What is expected:
Could you reproduce, exactly and alone, the lines running from the one with "opacity: 0.5;" to the end of the data below?

Data for analysis:
########################################

//! Content pipeline for vellum posts.
//!
//! A post body goes through three stages: Markdown rendering, diagram
//! block extraction (before highlighting can touch the diagram source),
//! and code-block enhancement. Each stage records the external assets the
//! resulting page needs in an [`AssetRegistry`], so a page only references
//! the scripts its content actually uses.

pub mod assets;
pub mod code;
pub mod diagram;
pub mod markdown;

pub use assets::AssetRegistry;
pub use code::{enhance_code_blocks, Highlighter, COPIED_ICON, COPY_ICON};
pub use diagram::{transform_diagrams, DiagramOutcome, MERMAID_SCRIPT_URL};
pub use markdown::render_markdown;

/// Run the full pipeline over a post's Markdown source.
pub fn render_post_body(source: &str, highlighter: &Highlighter, assets: &mut AssetRegistry) -> String {
    let html = render_markdown(source);
    let html = transform_diagrams(&html, assets).html;
    enhance_code_blocks(&html, highlighter)
}

#[cfg(test)]
mod tests {
    use super::*;

    #[test]
    fn pipeline_handles_prose_code_and_diagrams() {
        let source = "# Title\n\nSome text.\n\n```rust\nfn main() {}\n```\n\n```mermaid\ngraph TD;\nA-->B;\n```\n";
        let highlighter = Highlighter::new();
        let mut assets = AssetRegistry::new();

        let html = render_post_body(source, &highlighter, &mut assets);

        assert!(html.contains("<h1>Title</h1>"));
        assert!(html.contains("class=\"mermaid\""));
        assert!(html.contains("copy-code-button"));
        assert_eq!(assets.scripts(), [MERMAID_SCRIPT_URL]);
    }

    #[test]
    fn pipeline_without_diagrams_requests_no_scripts() {
        let highlighter = Highlighter::new();
        let mut assets = AssetRegistry::new();

        render_post_body("plain paragraph", &highlighter, &mut assets);

        assert!(assets.scripts().is_empty());
    }
}
//! Development server implementation.

use std::net::SocketAddr;
use std::path::PathBuf;
use std::sync::Arc;

use axum::{
    extract::{
        ws::{Message, WebSocket, WebSocketUpgrade},
        State,
    },
    response::IntoResponse,
    routing::get,
    Router,
};
use tower_http::services::ServeDir;

use vellum_static::{SiteBuilder, SiteConfig};

use crate::watcher::{FileWatcher, WatchEvent};
use crate::websocket::{reload_client_script, ReloadHub, ReloadMessage};

/// Configuration for the development server.
#[derive(Debug, Clone)]
pub struct DevServerConfig {
    /// Site build configuration
    pub site: SiteConfig,

    /// Config file watched for changes
    pub config_path: Option<PathBuf>,

    /// Port to listen on
    pub port: u16,

    /// Host to bind to
    pub host: String,

    /// Open browser on start
    pub open: bool,
}

impl Default for DevServerConfig {
    fn default() -> Self {
        Self {
            site: SiteConfig::default(),
            config_path: Some(PathBuf::from("blog.toml")),
            port: 7777,
            host: "127.0.0.1".to_string(),
            open: true,
        }
    }
}

/// Errors that can occur with the server.
#[derive(Debug, thiserror::Error)]
pub enum ServerError {
    #[error("Failed to bind to {0}: {1}")]
    Bind(SocketAddr, String),

    #[error("File watch error: {0}")]
    Watch(String),

    #[error("Build error: {0}")]
    Build(String),
}

/// Shared server state.
struct ServerState {
    hub: ReloadHub,
    ws_url: String,
}

/// Development server.
pub struct DevServer {
    config: DevServerConfig,
}

impl DevServer {
    /// Create a new development server.
    pub fn new(mut config: DevServerConfig) -> Self {
        // Every page built by the dev server carries the reload client.
        config.site.live_reload = true;
        Self { config }
    }

    /// Start the development server.
    pub async fn start(self) -> Result<(), ServerError> {
        let addr: SocketAddr = format!("{}:{}", self.config.host, self.config.port)
            .parse()
            .expect("Invalid address");

        let builder = Arc::new(SiteBuilder::new(self.config.site.clone()));

        // Initial build
        let result = builder
            .build()
            .map_err(|e| ServerError::Build(e.to_string()))?;
        tracing::info!(
            "Built {} pages ({} posts) in {}ms",
            result.pages,
            result.posts,
            result.duration_ms
        );

        let hub = ReloadHub::new();
        let state = Arc::new(ServerState {
            hub: hub.clone(),
            ws_url: format!("ws://{}/__reload", addr),
        });

        let (watcher, mut rx) = FileWatcher::new(&self.watch_paths())
            .map_err(|e| ServerError::Watch(e.to_string()))?;

        let builder_clone = Arc::clone(&builder);
        tokio::spawn(async move {
            while let Some(event) = rx.recv().await {
                handle_watch_event(&builder_clone, &hub, event).await;
            }
            // Keep watcher alive
            drop(watcher);
        });

        let app = Router::new()
            .route("/__reload", get(ws_handler))
            .route("/__reload.js", get(reload_script_handler))
            .fallback_service(
                ServeDir::new(&self.config.site.output_dir)
                    .not_found_service(tower_http::services::ServeFile::new(
                        not_found_page(&self.config.site.output_dir),
                    )),
            )
            .with_state(state);

        tracing::info!("Starting dev server at http://{}", addr);

        if self.config.open {
            let url = format!("http://{}", addr);
            let _ = open::that(&url);
        }

        let listener = tokio::net::TcpListener::bind(addr)
            .await
            .map_err(|e| ServerError::Bind(addr, e.to_string()))?;

        axum::serve(listener, app)
            .await
            .map_err(|e| ServerError::Bind(addr, e.to_string()))?;

        Ok(())
    }

    /// Paths watched for changes: the post store, static files, and the
    /// config file.
    fn watch_paths(&self) -> Vec<PathBuf> {
        let mut paths = vec![self.config.site.posts_path.clone()];
        if let Some(static_dir) = &self.config.site.static_dir {
            paths.push(static_dir.clone());
        }
        if let Some(config_path) = &self.config.config_path {
            paths.push(config_path.clone());
        }
        paths
    }
}

/// Handle file watch events by rebuilding and notifying clients.
async fn handle_watch_event(builder: &Arc<SiteBuilder>, hub: &ReloadHub, event: WatchEvent) {
    match &event {
        WatchEvent::PostsModified(path) => {
            tracing::info!("Posts modified: {}", path.display());
        }
        WatchEvent::ConfigModified(path) => {
            tracing::info!("Config modified: {} (restart to apply)", path.display());
        }
        WatchEvent::Created(path) | WatchEvent::Deleted(path) | WatchEvent::Modified(path) => {
            tracing::info!("Changed: {}", path.display());
        }
    }

    let builder = Arc::clone(builder);
    let rebuild = tokio::task::spawn_blocking(move || builder.build()).await;

    match rebuild {
        Ok(Ok(result)) => {
            tracing::info!("Rebuilt {} pages in {}ms", result.pages, result.duration_ms);
            hub.send(ReloadMessage::Reload);
        }
        Ok(Err(e)) => {
            tracing::error!("Rebuild failed: {}", e);
            hub.send(ReloadMessage::BuildFailed {
                message: e.to_string(),
            });
        }
        Err(e) => {
            tracing::error!("Rebuild task failed: {}", e);
        }
    }
}

/// Handler for the reload WebSocket endpoint.
async fn ws_handler(
    ws: WebSocketUpgrade,
    State(state): State<Arc<ServerState>>,
) -> impl IntoResponse {
    ws.on_upgrade(move |socket| handle_ws(socket, state))
}

/// Handle a WebSocket connection.
async fn handle_ws(mut socket: WebSocket, state: Arc<ServerState>) {
    let mut rx = state.hub.subscribe();

    let msg = serde_json::to_string(&ReloadMessage::Connected).unwrap();
    if socket.send(Message::Text(msg.into())).await.is_err() {
        return;
    }

    while let Ok(reload_msg) = rx.recv().await {
        let json = serde_json::to_string(&reload_msg).unwrap();
        if socket.send(Message::Text(json.into())).await.is_err() {
            break;
        }
    }
}

/// Handler for the reload client script.
async fn reload_script_handler(State(state): State<Arc<ServerState>>) -> impl IntoResponse {
    let script = reload_client_script(&state.ws_url);
    ([("content-type", "application/javascript")], script)
}

/// Path of the built 404 page, served for unknown routes.
fn not_found_page(output_dir: &std::path::Path) -> PathBuf {
    output_dir.join("404.html")
}
//! Post collection, admin session, and like state for vellum.
//!
//! The post store is read-only on the viewing path: `build` and the dev
//! server only ever load `posts.json`. Writing it back is a manual step
//! driven by the admin session's JSON export.

pub mod admin;
pub mod likes;
pub mod post;
pub mod store;

pub use admin::{generate_post_id, AdminError, AdminSession};
pub use likes::{KeyValueStore, LikeStore, LikeView, MemoryStore};
pub use post::{find_post, parse_date, sort_newest_first, Post};
pub use store::{export_json, JsonPostStore, StoreError};
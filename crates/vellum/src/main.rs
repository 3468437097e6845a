//! Vellum CLI - personal blog generator.

use std::path::PathBuf;

use anyhow::Result;
use clap::{Parser, Subcommand};
use tracing_subscriber::{fmt, EnvFilter};

mod commands;
mod config;

#[derive(Parser)]
#[command(name = "vellum")]
#[command(about = "Personal blog generator")]
#[command(version)]
pub struct Cli {
    #[command(subcommand)]
    command: Commands,

    /// Path to blog.toml config file
    #[arg(short, long, default_value = "blog.toml")]
    config: PathBuf,

    /// Enable verbose output
    #[arg(short, long)]
    verbose: bool,
}

#[derive(Subcommand)]
enum Commands {
    /// Initialize a blog in the current directory
    Init {
        /// Skip interactive prompts, use defaults
        #[arg(short, long)]
        yes: bool,
    },

    /// Start development server with live reload
    Dev {
        /// Port to listen on
        #[arg(short, long, default_value = "7777")]
        port: u16,

        /// Do not open browser
        #[arg(long)]
        no_open: bool,
    },

    /// Build the static site
    Build {
        /// Output directory (defaults to config or "dist")
        #[arg(short, long)]
        output: Option<PathBuf>,

        /// Skip minification
        #[arg(long)]
        no_minify: bool,
    },

    /// Preview the built site
    Serve {
        /// Port to listen on
        #[arg(short, long, default_value = "4000")]
        port: u16,

        /// Directory to serve
        #[arg(short, long, default_value = "dist")]
        dir: PathBuf,

        /// Do not open browser
        #[arg(long)]
        no_open: bool,
    },

    /// Edit the post collection and print the updated JSON
    Admin {
        #[command(subcommand)]
        command: AdminCommands,
    },
}

#[derive(Subcommand)]
enum AdminCommands {
    /// List all posts
    List,

    /// Add a new post at the top of the collection
    Add {
        /// Post title
        #[arg(short, long)]
        title: String,

        /// Post body in Markdown
        #[arg(short, long)]
        content: String,
    },

    /// Edit an existing post in place
    Edit {
        /// Post id
        id: String,

        /// New title
        #[arg(short, long)]
        title: String,

        /// New body in Markdown
        #[arg(short, long)]
        content: String,
    },

    /// Delete a post
    Delete {
        /// Post id
        id: String,

        /// Skip the confirmation prompt
        #[arg(short, long)]
        yes: bool,
    },

    /// Print the collection as indented JSON
    Export,
}

#[tokio::main]
async fn main() -> Result<()> {
    let cli = Cli::parse();

    // Initialize logging
    let filter = if cli.verbose {
        EnvFilter::new("debug")
    } else {
        EnvFilter::new("info")
    };

    fmt().with_env_filter(filter).with_target(false).init();

    // Execute command
    match cli.command {
        Commands::Init { yes } => {
            commands::init::run(yes).await?;
        }
        Commands::Dev { port, no_open } => {
            commands::dev::run(&cli.config, port, !no_open).await?;
        }
        Commands::Build { output, no_minify } => {
            let minify = if no_minify { Some(false) } else { None };
            commands::build::run(&cli.config, output, minify).await?;
        }
        Commands::Serve { port, dir, no_open } => {
            commands::serve::run(port, dir, !no_open).await?;
        }
        Commands::Admin { command } => {
            commands::admin::run(&cli.config, command)?;
        }
    }

    Ok(())
}
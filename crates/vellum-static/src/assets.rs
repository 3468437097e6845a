//! Generated CSS and browser runtime for built sites.
//!
//! The runtime carries the three behaviors that only exist in a browser:
//! copy-to-clipboard controls, the batched mermaid invocation with
//! deduplicated per-container errors, and the localStorage like toggle.
//! Storage keys, labels, and icons are interpolated from the store and
//! render crates so there is a single definition of each.

use vellum_render::{COPIED_ICON, COPY_ICON};
use vellum_store::likes::{LIKED_POSTS_KEY, LIKE_COUNTS_KEY};
use vellum_store::LikeView;

/// Asset pipeline utilities.
pub struct AssetPipeline;

impl AssetPipeline {
    /// Generate the main CSS file.
    pub fn generate_css() -> String {
        DEFAULT_CSS.to_string()
    }

    /// Generate the browser runtime.
    pub fn generate_js() -> String {
        let liked = LikeView::for_state(true);
        let unliked = LikeView::for_state(false);

        format!(
            r#"// vellum runtime
(function() {{
  'use strict';

  var COPY_ICON = {copy_icon};
  var COPIED_ICON = {copied_icon};

  // Copy controls: swap to the check icon and disable, revert after 2s.
  // Clipboard denial shows a textual failure state and still reverts.
  document.querySelectorAll('.copy-code-button').forEach(function(button) {{
    if (button.dataset.copyWired) return;
    button.dataset.copyWired = 'true';

    button.addEventListener('click', function() {{
      var block = button.closest('.code-block');
      var pre = block ? block.querySelector('pre') : null;
      var text = pre ? (pre.innerText || pre.textContent || '') : '';

      navigator.clipboard.writeText(text).then(function() {{
        button.innerHTML = COPIED_ICON;
        button.disabled = true;
        setTimeout(function() {{
          button.innerHTML = COPY_ICON;
          button.disabled = false;
        }}, 2000);
      }}).catch(function() {{
        button.innerHTML = 'Failed';
        setTimeout(function() {{
          button.innerHTML = COPY_ICON;
        }}, 2000);
      }});
    }});
  }});

  // Render all diagram containers in one batched call. A failure marks
  // each container once; already-flagged containers are skipped, so
  // repeated runs never stack error messages.
  var diagrams = document.querySelectorAll('pre.mermaid');
  if (diagrams.length > 0 && typeof mermaid !== 'undefined') {{
    var markErrors = function(error) {{
      diagrams.forEach(function(pre) {{
        if (!pre.dataset.mermaidError) {{
          var message = error && error.message ? error.message : String(error);
          var div = document.createElement('div');
          div.className = 'mermaid-error';
          div.textContent = 'Diagram error: ' + message;
          pre.replaceChildren(div);
          pre.dataset.mermaidError = 'true';
        }}
      }});
    }};

    try {{
      mermaid.initialize({{ startOnLoad: false, theme: 'neutral' }});
      var run = mermaid.run({{ nodes: diagrams }});
      if (run && run.catch) run.catch(markErrors);
    }} catch (error) {{
      markErrors(error);
    }}
  }}

  // Like toggle over localStorage. The counts document is updated on each
  // toggle but never read back for display.
  var likeButton = document.getElementById('like-button');
  var likeStatus = document.getElementById('like-status');
  if (likeButton && !likeButton.disabled) {{
    var postId = likeButton.dataset.postId;

    var readDoc = function(key) {{
      try {{
        return JSON.parse(localStorage.getItem(key) || '{{}}');
      }} catch (e) {{
        return {{}};
      }}
    }};

    var render = function() {{
      var liked = readDoc({liked_key})[postId] === true;
      likeButton.textContent = liked ? {liked_label} : {like_label};
      likeButton.classList.toggle({liked_class}, liked);
      if (likeStatus) likeStatus.textContent = liked ? {liked_status} : '';
    }};

    likeButton.addEventListener('click', function() {{
      var likedPosts = readDoc({liked_key});
      var counts = readDoc({counts_key});

      if (likedPosts[postId]) {{
        delete likedPosts[postId];
        counts[postId] = (counts[postId] || 1) - 1;
      }} else {{
        likedPosts[postId] = true;
        counts[postId] = (counts[postId] || 0) + 1;
      }}

      localStorage.setItem({liked_key}, JSON.stringify(likedPosts));
      localStorage.setItem({counts_key}, JSON.stringify(counts));
      render();
    }});

    render();
  }}
}})();
"#,
            copy_icon = js_string(COPY_ICON),
            copied_icon = js_string(COPIED_ICON),
            liked_key = js_string(LIKED_POSTS_KEY),
            counts_key = js_string(LIKE_COUNTS_KEY),
            like_label = js_string(unliked.label),
            liked_label = js_string(liked.label),
            liked_status = js_string(liked.status),
            liked_class = js_string(liked.css_class),
        )
    }

    /// Minify CSS using lightningcss.
    pub fn minify_css(css: &str) -> Result<String, String> {
        use lightningcss::stylesheet::{ParserOptions, PrinterOptions, StyleSheet};

        let stylesheet = StyleSheet::parse(css, ParserOptions::default())
            .map_err(|e| format!("CSS parse error: {}", e))?;

        let minified = stylesheet
            .to_css(PrinterOptions {
                minify: true,
                ..Default::default()
            })
            .map_err(|e| format!("CSS minify error: {}", e))?;

        Ok(minified.code)
    }
}

/// Serialize a Rust string as a quoted JavaScript string literal.
fn js_string(value: &str) -> String {
    serde_json::to_string(value).expect("string serialization cannot fail")
}

const DEFAULT_CSS: &str = r#"/* vellum blog theme */

:root {
  --content-max-width: 760px;
  --background: #ffffff;
  --foreground: #1f2328;
  --muted: #f6f8fa;
  --muted-foreground: #59636e;
  --border: #d1d9e0;
  --accent: #8800ff;
  --error: #d1242f;
}

* {
  box-sizing: border-box;
  margin: 0;
  padding: 0;
}

body {
  font-family: system-ui, -apple-system, sans-serif;
  background: var(--background);
  color: var(--foreground);
  line-height: 1.6;
}

.site-header {
  border-bottom: 1px solid var(--border);
  padding: 1rem 1.5rem;
  margin-bottom: 2rem;
}

.site-title {
  font-weight: 700;
  font-size: 1.25rem;
  color: var(--foreground);
  text-decoration: none;
}

.main {
  max-width: var(--content-max-width);
  margin: 0 auto;
  padding: 0 1rem 4rem;
}

/* Index cards */
.post-card {
  border: 1px solid var(--border);
  border-radius: 0.5rem;
  padding: 1.25rem 1.5rem;
  margin-bottom: 1.25rem;
}

.post-card h2 {
  font-size: 1.35rem;
  margin-bottom: 0.25rem;
}

.post-card h2 a {
  color: var(--foreground);
  text-decoration: none;
}

.post-card h2 a:hover {
  color: var(--accent);
}

.post-meta {
  color: var(--muted-foreground);
  font-size: 0.875rem;
  margin-bottom: 0.75rem;
}

.posts-notice {
  color: var(--muted-foreground);
  padding: 2rem 0;
  text-align: center;
}

/* Post body */
.markdown-body h2 {
  font-size: 1.75rem;
  margin-bottom: 0.5rem;
}

.post-body {
  margin-top: 1.5rem;
}

.post-body h1,
.post-body h2,
.post-body h3 {
  margin: 1.5rem 0 0.75rem;
}

.post-body p {
  margin-bottom: 1rem;
}

.post-body a {
  color: var(--accent);
}

.post-body code {
  font-family: ui-monospace, monospace;
  font-size: 0.875em;
  background: var(--muted);
  padding: 0.125rem 0.375rem;
  border-radius: 0.25rem;
}

.post-body pre code {
  background: none;
  padding: 0;
}

/* Enhanced code blocks */
.code-block {
  position: relative;
  margin-bottom: 1rem;
}

.code-block pre {
  border: 1px solid var(--border);
  border-radius: 0.5rem;
  padding: 1.5rem 1rem 1rem;
  overflow-x: auto;
  font-family: ui-monospace, monospace;
  font-size: 0.875rem;
}

.code-language-tag {
  position: absolute;
  top: 0.35rem;
  left: 0.75rem;
  font-size: 0.7rem;
  text-transform: lowercase;
  color: var(--muted-foreground);
}

.copy-code-button {
  position: absolute;
  top: 0.35rem;
  right: 0.5rem;
  padding: 0.25rem 0.5rem;
  background: transparent;
  color: var(--muted-foreground);
  border: none;
  border-radius: 0.375rem;
  cursor: pointer;
}

.copy-code-button:hover {
  background: var(--muted);
  color: var(--foreground);
}

.copy-code-button:disabled {
  cursor: default;
}

/* Diagrams */
pre.mermaid {
  text-align: center;
  margin-bottom: 1rem;
}

.mermaid-error {
  color: var(--error);
  font-weight: 600;
}

/* Like control */
.like-area {
  margin-top: 2.5rem;
  display: flex;
  align-items: center;
  gap: 0.75rem;
}

.like-button {
  padding: 0.4rem 1.1rem;
  border: 1px solid var(--border);
  border-radius: 2rem;
  background: var(--background);
  color: var(--foreground);
  cursor: pointer;
}

.like-button.liked {
  background: var(--accent);
  border-color: var(--accent);
  color: #ffffff;
}

.like-button:disabled {
  opacity: 0.5;
  cursor: default;
}

#like-status {
  color: var(--muted-foreground);
  font-size: 0.875rem;
}
"#;


#[cfg(test)]
mod tests {
    use super::*;

    #[test]
    fn generates_css() {
        let css = AssetPipeline::generate_css();

        assert!(css.contains(":root"));
        assert!(css.contains(".copy-code-button"));
        assert!(css.contains(".like-button.liked"));
        assert!(css.contains(".mermaid-error"));
    }

    #[test]
    fn runtime_uses_shared_storage_keys_and_labels() {
        let js = AssetPipeline::generate_js();

        assert!(js.contains("\"userLikedPosts\""));
        assert!(js.contains("\"blogLikes\""));
        assert!(js.contains("\"Liked\""));
        assert!(js.contains("\"You liked this post\""));
        assert!(js.contains("bi-clipboard"));
        assert!(js.contains("bi-check-lg"));
    }

    #[test]
    fn runtime_reverts_copy_state_after_two_seconds() {
        let js = AssetPipeline::generate_js();

        assert!(js.contains("}, 2000)"));
        assert!(js.contains("'Failed'"));
    }

    #[test]
    fn runtime_guards_against_repeated_diagram_errors() {
        let js = AssetPipeline::generate_js();

        assert!(js.contains("dataset.mermaidError"));
        assert!(js.contains("mermaid.run({ nodes: diagrams })"));
    }

    #[test]
    fn minifies_css() {
        let css = "\n.button {\n    background-color: blue;\n    padding: 10px;\n}\n";

        let minified = AssetPipeline::minify_css(css).unwrap();

        assert!(!minified.contains('\n'));
        assert!(minified.contains(".button"));
    }
}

########################################

Answer:
  opacity: 0.5;
  cursor: default;
}

#like-status {
  color: var(--muted-foreground);
  font-size: 0.875rem;
}
"#;


#[cfg(test)]
mod tests {
    use super::*;

    #[test]
    fn generates_css() {
        let css = AssetPipeline::generate_css();

        assert!(css.contains(":root"));
        assert!(css.contains(".copy-code-button"));
        assert!(css.contains(".like-button.liked"));
        assert!(css.contains(".mermaid-error"));
    }

    #[test]
    fn runtime_uses_shared_storage_keys_and_labels() {
        let js = AssetPipeline::generate_js();

        assert!(js.contains("\"userLikedPosts\""));
        assert!(js.contains("\"blogLikes\""));
        assert!(js.contains("\"Liked\""));
        assert!(js.contains("\"You liked this post\""));
        assert!(js.contains("bi-clipboard"));
        assert!(js.contains("bi-check-lg"));
    }

    #[test]
    fn runtime_reverts_copy_state_after_two_seconds() {
        let js = AssetPipeline::generate_js();

        assert!(js.contains("}, 2000)"));
        assert!(js.contains("'Failed'"));
    }

    #[test]
    fn runtime_guards_against_repeated_diagram_errors() {
        let js = AssetPipeline::generate_js();

        assert!(js.contains("dataset.mermaidError"));
        assert!(js.contains("mermaid.run({ nodes: diagrams })"));
    }

    #[test]
    fn minifies_css() {
        let css = "\n.button {\n    background-color: blue;\n    padding: 10px;\n}\n";

        let minified = AssetPipeline::minify_css(css).unwrap();

        assert!(!minified.contains('\n'));
        assert!(minified.contains(".button"));
    }
}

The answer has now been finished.